Stored items
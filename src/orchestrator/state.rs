use anyhow::Context;
use chrono::{DateTime, Utc};
use serde::{de::DeserializeOwned, Deserialize, Serialize};
use std::fmt;
use std::io::Write;
use std::path::{Path, PathBuf};

use crate::platform::is_process_alive;

const ACTIVE_FILE: &str = "active.json";
const TRANSITION_FILE: &str = "transition.json";

/// Which service holds the slot. Only `current` is authoritative; the rest is
/// diagnostic.
#[derive(Debug, Clone, PartialEq, Eq, Serialize, Deserialize)]
pub struct ActiveServiceRecord {
    pub current: Option<String>,
    pub since: DateTime<Utc>,
    #[serde(default, skip_serializing_if = "Option::is_none")]
    pub container_id: Option<String>,
}

impl ActiveServiceRecord {
    pub fn new(identifier: &str, container_id: Option<String>) -> Self {
        Self {
            current: Some(identifier.to_string()),
            since: Utc::now(),
            container_id,
        }
    }
}

#[derive(Debug, Clone, Copy, PartialEq, Eq, Serialize, Deserialize)]
#[serde(rename_all = "lowercase")]
pub enum Operation {
    Launch,
    Stop,
    Switch,
}

impl fmt::Display for Operation {
    fn fmt(&self, f: &mut fmt::Formatter<'_>) -> fmt::Result {
        match self {
            Operation::Launch => write!(f, "launch"),
            Operation::Stop => write!(f, "stop"),
            Operation::Switch => write!(f, "switch"),
        }
    }
}

/// Written while a transition runs so other processes can report it.
#[derive(Debug, Clone, PartialEq, Eq, Serialize, Deserialize)]
pub struct TransitionMarker {
    pub operation: Operation,
    pub identifier: Option<String>,
    pub pid: u32,
    pub started_at: DateTime<Utc>,
}

impl TransitionMarker {
    pub fn new(operation: Operation, identifier: Option<&str>) -> Self {
        Self {
            operation,
            identifier: identifier.map(str::to_string),
            pid: std::process::id(),
            started_at: Utc::now(),
        }
    }
}

impl fmt::Display for TransitionMarker {
    fn fmt(&self, f: &mut fmt::Formatter<'_>) -> fmt::Result {
        match &self.identifier {
            Some(id) => write!(f, "{} of `{}` by pid {}", self.operation, id, self.pid),
            None => write!(f, "{} by pid {}", self.operation, self.pid),
        }
    }
}

/// JSON files under the project state directory.
#[derive(Debug, Clone)]
pub struct StateStore {
    dir: PathBuf,
}

impl StateStore {
    pub fn new(dir: impl Into<PathBuf>) -> Self {
        Self { dir: dir.into() }
    }

    pub fn state_dir_for(project_dir: &Path) -> PathBuf {
        project_dir.join(".llmslot")
    }

    /// The persisted record, or `None` when missing, empty, or unreadable.
    /// Unreadable files are moved aside so the next save starts clean.
    pub fn load(&self) -> Option<ActiveServiceRecord> {
        let record: ActiveServiceRecord = self.read_json(ACTIVE_FILE)?;
        record.current.as_ref()?;
        Some(record)
    }

    pub fn save(&self, record: &ActiveServiceRecord) -> anyhow::Result<()> {
        self.write_json(ACTIVE_FILE, record)
    }

    pub fn clear(&self) -> anyhow::Result<()> {
        self.remove(ACTIVE_FILE)
    }

    pub fn begin_transition(&self, marker: &TransitionMarker) -> anyhow::Result<()> {
        self.write_json(TRANSITION_FILE, marker)
    }

    pub fn end_transition(&self) -> anyhow::Result<()> {
        self.remove(TRANSITION_FILE)
    }

    /// The in-flight transition, ignoring markers left by dead processes.
    pub fn current_transition(&self) -> Option<TransitionMarker> {
        let marker: TransitionMarker = self.read_json(TRANSITION_FILE)?;
        if is_process_alive(marker.pid) {
            Some(marker)
        } else {
            tracing::debug!(pid = marker.pid, "ignoring stale transition marker");
            None
        }
    }

    fn read_json<T: DeserializeOwned>(&self, name: &str) -> Option<T> {
        let path = self.dir.join(name);
        let content = match std::fs::read_to_string(&path) {
            Ok(content) => content,
            Err(e) if e.kind() == std::io::ErrorKind::NotFound => return None,
            Err(e) => {
                tracing::warn!(path = %path.display(), error = %e, "state file unreadable, ignoring");
                return None;
            }
        };
        if content.trim().is_empty() {
            return None;
        }
        match serde_json::from_str(&content) {
            Ok(value) => Some(value),
            Err(e) => {
                let aside = self.dir.join(format!("{name}.corrupt"));
                tracing::warn!(
                    path = %path.display(),
                    error = %e,
                    moved_to = %aside.display(),
                    "state file corrupted, treating as empty"
                );
                let _ = std::fs::rename(&path, &aside);
                None
            }
        }
    }

    /// Atomic replace: write a temp file, fsync, rename over the target.
    fn write_json<T: Serialize>(&self, name: &str, value: &T) -> anyhow::Result<()> {
        std::fs::create_dir_all(&self.dir)
            .with_context(|| format!("creating state directory {}", self.dir.display()))?;
        let path = self.dir.join(name);
        let tmp_path = self.dir.join(format!("{name}.tmp"));
        let content = serde_json::to_string_pretty(value)?;

        let mut file = std::fs::File::create(&tmp_path)
            .with_context(|| format!("creating {}", tmp_path.display()))?;
        file.write_all(content.as_bytes())?;
        file.sync_all()?;
        drop(file);

        std::fs::rename(&tmp_path, &path)
            .with_context(|| format!("replacing {}", path.display()))?;
        Ok(())
    }

    fn remove(&self, name: &str) -> anyhow::Result<()> {
        let path = self.dir.join(name);
        match std::fs::remove_file(&path) {
            Ok(()) => Ok(()),
            Err(e) if e.kind() == std::io::ErrorKind::NotFound => Ok(()),
            Err(e) => Err(e).with_context(|| format!("removing {}", path.display())),
        }
    }
}

#[cfg(test)]
mod tests {
    use super::*;
    use tempfile::tempdir;

    #[test]
    fn save_and_load_round_trip() {
        let dir = tempdir().unwrap();
        let store = StateStore::new(dir.path().join(".llmslot"));
        let record = ActiveServiceRecord::new("dev", Some("abc123".to_string()));
        store.save(&record).unwrap();

        assert_eq!(store.load(), Some(record));
        assert!(!dir.path().join(".llmslot/active.json.tmp").exists());
    }

    #[test]
    fn missing_file_loads_none() {
        let dir = tempdir().unwrap();
        assert_eq!(StateStore::new(dir.path()).load(), None);
    }

    #[test]
    fn clear_is_idempotent() {
        let dir = tempdir().unwrap();
        let store = StateStore::new(dir.path());
        store.save(&ActiveServiceRecord::new("po", None)).unwrap();
        store.clear().unwrap();
        store.clear().unwrap();
        assert_eq!(store.load(), None);
    }

    #[test]
    fn null_current_loads_none() {
        let dir = tempdir().unwrap();
        std::fs::write(
            dir.path().join(ACTIVE_FILE),
            r#"{"current": null, "since": "2025-01-01T00:00:00Z"}"#,
        )
        .unwrap();
        assert_eq!(StateStore::new(dir.path()).load(), None);
    }

    #[test]
    fn corrupted_file_is_moved_aside() {
        let dir = tempdir().unwrap();
        std::fs::write(dir.path().join(ACTIVE_FILE), "{not json").unwrap();
        let store = StateStore::new(dir.path());

        assert_eq!(store.load(), None);
        assert!(!dir.path().join(ACTIVE_FILE).exists());
        assert!(dir.path().join("active.json.corrupt").exists());

        // Saving afterwards works normally
        store.save(&ActiveServiceRecord::new("dev", None)).unwrap();
        assert_eq!(store.load().unwrap().current.as_deref(), Some("dev"));
    }

    #[test]
    fn record_format_is_stable() {
        let dir = tempdir().unwrap();
        let store = StateStore::new(dir.path());
        store.save(&ActiveServiceRecord::new("architect", None)).unwrap();
        let raw = std::fs::read_to_string(dir.path().join(ACTIVE_FILE)).unwrap();
        let json: serde_json::Value = serde_json::from_str(&raw).unwrap();
        assert_eq!(json["current"], "architect");
        assert!(json["since"].is_string());
        assert!(json.get("container_id").is_none());
    }

    #[test]
    fn live_transition_marker_is_visible() {
        let dir = tempdir().unwrap();
        let store = StateStore::new(dir.path());
        let marker = TransitionMarker::new(Operation::Launch, Some("dev"));
        store.begin_transition(&marker).unwrap();
        assert_eq!(store.current_transition(), Some(marker));

        store.end_transition().unwrap();
        assert_eq!(store.current_transition(), None);
    }

    #[cfg(unix)]
    #[test]
    fn stale_transition_marker_is_ignored() {
        let dir = tempdir().unwrap();
        let store = StateStore::new(dir.path());

        let mut child = std::process::Command::new("true").spawn().unwrap();
        let dead_pid = child.id();
        child.wait().unwrap();

        let mut marker = TransitionMarker::new(Operation::Switch, Some("po"));
        marker.pid = dead_pid;
        store.begin_transition(&marker).unwrap();
        assert_eq!(store.current_transition(), None);
    }

    #[test]
    fn marker_display() {
        let mut marker = TransitionMarker::new(Operation::Stop, None);
        marker.pid = 42;
        assert_eq!(marker.to_string(), "stop by pid 42");
        marker.identifier = Some("dev".to_string());
        assert_eq!(marker.to_string(), "stop of `dev` by pid 42");
    }
}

TASK BRIEF: Line count for the word "return": please state how many lines of the records above contain it, and nothing else.

REPLY TO THE EXERCISE: 3